Whittier Daily News
- Type: Daily newspaper
- Format: Broadsheet
- Owner(s): Southern California News Group (MediaNews Group)
- Founder(s): Shirley L. Holt A.C. Harvey-Elder
- Publisher: Ron Hasse
- Editor: Frank Pine
- Founded: 1905
- Language: English
- Headquarters: Monrovia, California
- Sister newspapers: San Gabriel Valley Tribune, Pasadena Star-News
- ISSN: 1069-2819
- OCLC number: 27967112
- Website: whittierdailynews.com

= Whittier Daily News =

Newspaper in Whittier, California

The Whittier Daily News is a paid local daily newspaper for Whittier, California, United States. Coverage area includes Whittier, South Whittier, Pico Rivera, La Habra Heights, Santa Fe Springs and La Mirada.

The Whittier Daily News is a member of Southern California News Group (formerly the Los Angeles Newspaper Group), a division of Digital First Media. It is also part of the San Gabriel Valley Newspaper Group, along with the San Gabriel Valley Tribune and the Pasadena Star-News. Digital First Media is owned by Alden Global Capital.

== History ==
The first issue of the Whittier Daily News was published on Feb. 2, 1905. It was founded by Shirley L. Holt and A.C. Harvey-Elder. W.E. Willis bought the paper in 1908. He retired in September 1910 due to his wife's failing health and sold the paper for $55,000 to Harry H. Hiener and Harry C. Holdsworth, who previously owned the Arizona Silver Belt together.

Hiener was later succeeded by Harlan W. Hall in October 1911, who sold his share in April 1912 to Rex B. Kennedy, who became editor. Kennedy operated the paper for 41 years until his death in June 1953. He wrote a column called "Heard in the Barber Shop" and was an early political sponsor of Richard Nixon and credited with starting him on the 1946 campaign which landed Nixon in Congress.

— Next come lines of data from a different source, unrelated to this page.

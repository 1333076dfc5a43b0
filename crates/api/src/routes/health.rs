use axum::extract::State;
use axum::{routing::get, Json, Router};
use serde::Serialize;

use crate::state::AppState;

/// Health check response payload.
#[derive(Serialize)]
pub struct HealthResponse {
    /// Overall service status.
    pub status: &'static str,
    /// Crate version from Cargo.toml.
    pub version: &'static str,
    /// Whether the database is reachable.
    pub db_healthy: bool,
}

/// GET /health -- returns service and database health.
async fn health_check(State(state): State<AppState>) -> Json<HealthResponse> {
    let db_healthy = consulta_db::health_check(&state.pool).await.is_ok();

    let status = if db_healthy { "ok" } else { "degraded" };

    Json(HealthResponse {
        status,
        version: env!("CARGO_PKG_VERSION"),
        db_healthy,
    })
}

/// Mount health check routes (intended for root-level, NOT under `/api/v1`).
pub fn router() -> Router<AppState> {
    Router::new().route("/health", get(health_check))
}
//! Repository for the `availability_slots` table.

use chrono::NaiveDate;
use sqlx::PgPool;

use crate::models::availability::{AvailabilitySlot, UpsertAvailabilitySlot};

/// Column list shared across queries to avoid repetition.
const COLUMNS: &str = "id, date, time_slot, available, created_at, updated_at";

/// Provides upsert and range queries for curated availability.
pub struct AvailabilityRepo;

impl AvailabilityRepo {
    /// Insert a slot row or, when `(date, time_slot)` already exists, update
    /// its `available` flag in place.
    pub async fn upsert(
        pool: &PgPool,
        input: &UpsertAvailabilitySlot,
    ) -> Result<AvailabilitySlot, sqlx::Error> {
        let query = format!(
            "INSERT INTO availability_slots (date, time_slot, available)
             VALUES ($1, $2, $3)
             ON CONFLICT ON CONSTRAINT uq_availability_date_slot
             DO UPDATE SET available = EXCLUDED.available
             RETURNING {COLUMNS}"
        );
        sqlx::query_as::<_, AvailabilitySlot>(&query)
            .bind(input.date)
            .bind(&input.time_slot)
            .bind(input.available)
            .fetch_one(pool)
            .await
    }

    /// List curated slots with `date` in `[from, to]`, in calendar order.
    pub async fn list_between(
        pool: &PgPool,
        from: NaiveDate,
        to: NaiveDate,
    ) -> Result<Vec<AvailabilitySlot>, sqlx::Error> {
        let query = format!(
            "SELECT {COLUMNS} FROM availability_slots
             WHERE date >= $1 AND date <= $2
             ORDER BY date ASC, time_slot ASC"
        );
        sqlx::query_as::<_, AvailabilitySlot>(&query)
            .bind(from)
            .bind(to)
            .fetch_all(pool)
            .await
    }
}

His estate of sold the paper in January 1954 to Leo E. Owens of Palm Springs. After his death in 1975, his son Lee E. Owens managed the business. He sold the Daily News and East Whittier Review in 1982 to Thomson Newspapers, owner of the San Gabriel Valley Tribune. At that time the Daily News has a 18,000 circulation. In 1996, Thomson sold the Daily News and two others to William Dean Singleton's MediaNews Group.